YU-Rock!

12/13/2013 11:47 am ET | Updated Feb 12, 2014

The intellectual revolutionaries of the Age of Enlightenment created a community through the exchange of letters. In the late 17th and early 18th centuries, this "republic of letters" created a common intellectual language across countries and, indeed, across the Atlantic between Europe and the United States. This non-territorial republic played a role in various scientific revolutions, not to mention several political revolutions as well.

Beginning in the 1960s, a similar non-territorial republic emerged in Yugoslavia. The geography of the country was complicated enough: six republics (Slovenia, Croatia, Serbia, Bosnia, Montenegro, and Macedonia) and two autonomous regions (Vojvodina, Kosovo).
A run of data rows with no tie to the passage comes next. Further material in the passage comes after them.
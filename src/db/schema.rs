//! Declared schema and drift detection.
//!
//! `schema()` describes the tables the repositories expect. `diff` compares
//! that description with what `sqlite_master` reports for a live database.

use std::collections::HashSet;

use serde::Serialize;
use sqlx::SqlitePool;
use tracing::warn;

use crate::db::{DbError, DbResult};

#[derive(Debug, Clone, Copy, PartialEq, Eq)]
pub struct ColumnSpec {
    pub name: &'static str,
    /// Type and constraints as written after the column name.
    pub definition: &'static str,
}

impl ColumnSpec {
    fn has(&self, keyword: &str) -> bool {
        self.definition.to_ascii_uppercase().contains(keyword)
    }

    /// First token after `DEFAULT`, if any.
    fn default_expr(&self) -> Option<String> {
        let upper = self.definition.to_ascii_uppercase();
        let mut tokens = upper.split_whitespace();
        tokens.find(|t| *t == "DEFAULT")?;
        tokens.next().map(str::to_string)
    }

    /// Whether `ALTER TABLE ... ADD COLUMN` accepts this column on a table
    /// that already has rows.
    pub fn can_add_in_place(&self) -> bool {
        if self.has("PRIMARY KEY") || self.has("UNIQUE") {
            return false;
        }
        match self.default_expr() {
            Some(expr) => {
                let constant = !expr.starts_with('(') && !expr.starts_with("CURRENT_");
                constant && !self.has("REFERENCES")
            }
            None => !self.has("NOT NULL"),
        }
    }

    /// Whether existing rows get a value when the column is introduced.
    pub fn can_fill(&self) -> bool {
        self.default_expr().is_some()
            || !self.has("NOT NULL")
            || self
                .definition
                .to_ascii_uppercase()
                .starts_with("INTEGER PRIMARY KEY")
    }

    /// Whether `ALTER TABLE ... DROP COLUMN` can remove this column.
    pub fn can_drop_in_place(&self) -> bool {
        !(self.has("PRIMARY KEY") || self.has("UNIQUE") || self.has("REFERENCES"))
    }
}

#[derive(Debug, Clone, Copy, PartialEq, Eq)]
pub struct IndexSpec {
    pub name: &'static str,
    pub columns: &'static [&'static str],
}

impl IndexSpec {
    pub fn create_sql(&self, table: &str) -> String {
        format!(
            "CREATE INDEX {} ON {} ({});",
            self.name,
            table,
            self.columns.join(", ")
        )
    }
}

#[derive(Debug, Clone, Copy, PartialEq, Eq)]
pub struct TableSpec {
    pub name: &'static str,
    pub columns: &'static [ColumnSpec],
    /// Table-level constraints such as composite keys.
    pub constraints: &'static [&'static str],
    pub indexes: &'static [IndexSpec],
}

impl TableSpec {
    pub fn column(&self, name: &str) -> Option<&ColumnSpec> {
        self.columns.iter().find(|c| c.name == name)
    }

    pub fn create_sql(&self) -> String {
        create_table_sql(self.name, self.columns.iter(), self.constraints.iter().copied())
    }
}

fn create_table_sql<'a>(
    name: &str,
    columns: impl Iterator<Item = &'a ColumnSpec>,
    constraints: impl Iterator<Item = &'a str>,
) -> String {
    let lines: Vec<String> = columns
        .map(|c| format!("    {} {}", c.name, c.definition))
        .chain(constraints.map(|c| format!("    {}", c)))
        .collect();
    format!("CREATE TABLE {} (\n{}\n);", name, lines.join(",\n"))
}

/// True when `sql` names `ident` as a whole identifier.
fn mentions(sql: &str, ident: &str) -> bool {
    sql.split(|c: char| !(c.is_ascii_alphanumeric() || c == '_'))
        .any(|token| token == ident)
}

/// Replace a table by a copy with `columns`, keeping the rows of `copied`.
///
/// SQLite cannot change a column in place, so the table is recreated under a
/// temporary name, filled, swapped in and re-indexed.
fn rebuild_sql(
    table: &str,
    columns: &[&ColumnSpec],
    constraints: &[&str],
    indexes: &[&IndexSpec],
    copied: &[&str],
) -> String {
    let temp = format!("{}_rebuild", table);
    let copied = copied.join(", ");

    let mut statements = vec![
        create_table_sql(&temp, columns.iter().copied(), constraints.iter().copied()),
        format!(
            "INSERT INTO {} ({}) SELECT {} FROM {};",
            temp, copied, copied, table
        ),
        format!("DROP TABLE {};", table),
        format!("ALTER TABLE {} RENAME TO {};", temp, table),
    ];
    statements.extend(indexes.iter().map(|i| i.create_sql(table)));
    statements.join("\n")
}

fn script(statements: &[String], rebuilds: bool) -> String {
    if rebuilds {
        without_foreign_keys(statements)
    } else {
        format!("{}\n", statements.join("\n\n"))
    }
}

/// Run `statements` outside the migration transaction with foreign keys off,
/// which a table rebuild needs so dropping a parent does not cascade.
fn without_foreign_keys(statements: &[String]) -> String {
    format!(
        "-- no-transaction\nPRAGMA foreign_keys = OFF;\nBEGIN;\n\n{}\n\nCOMMIT;\nPRAGMA foreign_keys = ON;\n",
        statements.join("\n\n")
    )
}

const fn col(name: &'static str, definition: &'static str) -> ColumnSpec {
    ColumnSpec { name, definition }
}

const fn index(name: &'static str, columns: &'static [&'static str]) -> IndexSpec {
    IndexSpec { name, columns }
}

const TIMESTAMP: &str = "TIMESTAMP NOT NULL DEFAULT CURRENT_TIMESTAMP";

static TABLES: &[TableSpec] = &[
    TableSpec {
        name: "users",
        columns: &[
            col("id", "INTEGER PRIMARY KEY NOT NULL"),
            col("full_name", "VARCHAR(255) NOT NULL"),
            col("user_name", "VARCHAR(255)"),
            col("language_code", "VARCHAR(10) NOT NULL"),
            col(
                "referrer_id",
                "INTEGER REFERENCES users (id) ON DELETE SET NULL",
            ),
            col("created_at", TIMESTAMP),
            col("updated_at", TIMESTAMP),
        ],
        constraints: &[],
        indexes: &[index("idx_users_referrer_id", &["referrer_id"])],
    },
    TableSpec {
        name: "orders",
        columns: &[
            col("order_id", "INTEGER PRIMARY KEY AUTOINCREMENT"),
            col(
                "user_id",
                "INTEGER NOT NULL REFERENCES users (id) ON DELETE CASCADE",
            ),
            col("created_at", TIMESTAMP),
            col("updated_at", TIMESTAMP),
        ],
        constraints: &[],
        indexes: &[index("idx_orders_user_id", &["user_id"])],
    },
    TableSpec {
        name: "products",
        columns: &[
            col("product_id", "INTEGER PRIMARY KEY AUTOINCREMENT"),
            col("title", "VARCHAR(255) NOT NULL"),
            col("description", "VARCHAR(3000)"),
            col("price", "INTEGER NOT NULL"),
            col("created_at", TIMESTAMP),
            col("updated_at", TIMESTAMP),
        ],
        constraints: &[],
        indexes: &[],
    },
    TableSpec {
        name: "order_products",
        columns: &[
            col(
                "order_id",
                "INTEGER NOT NULL REFERENCES orders (order_id) ON DELETE CASCADE",
            ),
            col(
                "product_id",
                "INTEGER NOT NULL REFERENCES products (product_id) ON DELETE RESTRICT",
            ),
            col("quantity", "INTEGER NOT NULL"),
        ],
        constraints: &["PRIMARY KEY (order_id, product_id)"],
        indexes: &[index("idx_order_products_product_id", &["product_id"])],
    },
];

/// Tables the repositories read and write, in dependency order.
pub fn schema() -> &'static [TableSpec] {
    TABLES
}

#[derive(Debug, Clone, PartialEq, Eq, Serialize)]
pub struct ColumnRef {
    pub table: String,
    pub column: String,
}

/// Differences between a declared schema and a live database.
#[derive(Debug, Clone, Default, PartialEq, Eq, Serialize)]
pub struct SchemaDiff {
    pub missing_tables: Vec<String>,
    pub missing_columns: Vec<ColumnRef>,
    /// Live tables the declaration does not mention. Reported, never dropped.
    pub unexpected_tables: Vec<String>,
    /// Live columns of declared tables that the declaration does not mention.
    pub unexpected_columns: Vec<ColumnRef>,
}

impl SchemaDiff {
    pub fn is_empty(&self) -> bool {
        self.missing_tables.is_empty()
            && self.missing_columns.is_empty()
            && self.unexpected_tables.is_empty()
            && self.unexpected_columns.is_empty()
    }

    /// Whether anything declared is absent from the database.
    pub fn has_missing(&self) -> bool {
        !self.missing_tables.is_empty() || !self.missing_columns.is_empty()
    }

    fn is_missing(&self, table: &str, column: &str) -> bool {
        self.missing_columns
            .iter()
            .any(|c| c.table == table && c.column == column)
    }

    /// Up and down scripts that add what is missing and take it away again.
    ///
    /// Columns that `ADD COLUMN` cannot introduce on a populated table are
    /// added by rebuilding the table. A missing `NOT NULL` column without a
    /// default has no value for existing rows and is refused.
    pub fn to_sql(&self, tables: &[TableSpec]) -> DbResult<(String, String)> {
        let mut up = vec![];
        let mut down = vec![];
        let mut up_rebuilds = false;
        let mut down_rebuilds = false;

        for table in tables {
            if self.missing_tables.iter().any(|t| t == table.name) {
                let mut create = vec![table.create_sql()];
                create.extend(table.indexes.iter().map(|i| i.create_sql(table.name)));
                up.push(create.join("\n"));
                down.push(format!("DROP TABLE IF EXISTS {};", table.name));
                continue;
            }

            let (missing, present): (Vec<&ColumnSpec>, Vec<&ColumnSpec>) = table
                .columns
                .iter()
                .partition(|c| self.is_missing(table.name, c.name));
            if missing.is_empty() {
                continue;
            }

            if let Some(column) = missing.iter().find(|c| !c.can_fill()) {
                return Err(DbError::Migration {
                    message: format!(
                        "column {}.{} is NOT NULL without a default, so existing rows have no value for it; write this migration by hand",
                        table.name, column.name
                    ),
                });
            }

            let rebuild_up = !missing.iter().all(|c| c.can_add_in_place());
            let rebuild_down = !missing.iter().all(|c| c.can_drop_in_place());
            if rebuild_up || rebuild_down {
                if let Some(extra) = self.unexpected_columns.iter().find(|c| c.table == table.name) {
                    return Err(DbError::Migration {
                        message: format!(
                            "rebuilding {} would drop column {}, which the declared schema does not have",
                            table.name, extra.column
                        ),
                    });
                }
            }

            let present_names: Vec<&str> = present.iter().map(|c| c.name).collect();

            if !rebuild_up {
                let mut added: Vec<String> = missing
                    .iter()
                    .map(|c| {
                        format!(
                            "ALTER TABLE {} ADD COLUMN {} {};",
                            table.name, c.name, c.definition
                        )
                    })
                    .collect();
                added.extend(
                    table
                        .indexes
                        .iter()
                        .filter(|i| missing.iter().any(|c| i.columns.contains(&c.name)))
                        .map(|i| i.create_sql(table.name)),
                );
                up.push(added.join("\n"));
            } else {
                let columns: Vec<&ColumnSpec> = table.columns.iter().collect();
                let indexes: Vec<&IndexSpec> = table.indexes.iter().collect();
                up.push(rebuild_sql(
                    table.name,
                    &columns,
                    table.constraints,
                    &indexes,
                    &present_names,
                ));
                up_rebuilds = true;
            }

            if !rebuild_down {
                let mut dropped = vec![];
                for column in &missing {
                    for index in table.indexes.iter().filter(|i| i.columns.contains(&column.name)) {
                        dropped.push(format!("DROP INDEX IF EXISTS {};", index.name));
                    }
                    dropped.push(format!(
                        "ALTER TABLE {} DROP COLUMN {};",
                        table.name, column.name
                    ));
                }
                down.push(dropped.join("\n"));
            } else {
                let keeps = |sql: &str| !missing.iter().any(|c| mentions(sql, c.name));
                let constraints: Vec<&str> =
                    table.constraints.iter().copied().filter(|c| keeps(*c)).collect();
                let indexes: Vec<&IndexSpec> = table
                    .indexes
                    .iter()
                    .filter(|i| !missing.iter().any(|c| i.columns.contains(&c.name)))
                    .collect();
                down.push(rebuild_sql(
                    table.name,
                    &present,
                    &constraints,
                    &indexes,
                    &present_names,
                ));
                down_rebuilds = true;
            }
        }

        // Undo in the opposite order so dependents go first
        down.reverse();

        Ok((script(&up, up_rebuilds), script(&down, down_rebuilds)))
    }
}

/// Compare `tables` with the live schema behind `pool`.
pub async fn diff(pool: &SqlitePool, tables: &[TableSpec]) -> DbResult<SchemaDiff> {
    let live: Vec<String> = sqlx::query_scalar(
        "SELECT name FROM sqlite_master \
         WHERE type = 'table' AND name NOT LIKE 'sqlite_%' AND name != '_sqlx_migrations' \
         ORDER BY name",
    )
    .fetch_all(pool)
    .await?;
    let live_set: HashSet<&str> = live.iter().map(String::as_str).collect();

    let mut result = SchemaDiff::default();

    for table in tables {
        if !live_set.contains(table.name) {
            result.missing_tables.push(table.name.to_string());
            continue;
        }

        let columns: Vec<String> = sqlx::query_scalar("SELECT name FROM pragma_table_info(?)")
            .bind(table.name)
            .fetch_all(pool)
            .await?;
        for spec in table.columns {
            if !columns.iter().any(|c| c == spec.name) {
                result.missing_columns.push(ColumnRef {
                    table: table.name.to_string(),
                    column: spec.name.to_string(),
                });
            }
        }
        for column in &columns {
            if table.column(column).is_none() {
                result.unexpected_columns.push(ColumnRef {
                    table: table.name.to_string(),
                    column: column.clone(),
                });
            }
        }
    }

    result.unexpected_tables = live
        .iter()
        .filter(|name| !tables.iter().any(|t| t.name == name.as_str()))
        .cloned()
        .collect();

    if !result.is_empty() {
        warn!(
            missing_tables = ?result.missing_tables,
            missing_columns = result.missing_columns.len(),
            unexpected_tables = ?result.unexpected_tables,
            unexpected_columns = result.unexpected_columns.len(),
            "schema drift detected"
        );
    }

    Ok(result)
}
But then along came this "republic of rock." Like the intellectuals of the Age of Enlightenment, the participants in this republic of rock created their own milieu, promoted their own values, and challenged the received wisdom of their elders.

They also had influence well beyond their own national borders. Young people all around Europe -- and even some in the United States -- eagerly joined this exciting new republic. Rüdiger Rossig, who was born in Germany, was also an early recruit. His involvement began in 1985 when he met a Punk from Zagreb who gave him 10 cassette tapes. Rossig contributed to the republic of rock by bringing tape recorders to Yugoslavia. Throughout high school, he took weekend trips to listen to bands all around Yugoslavia.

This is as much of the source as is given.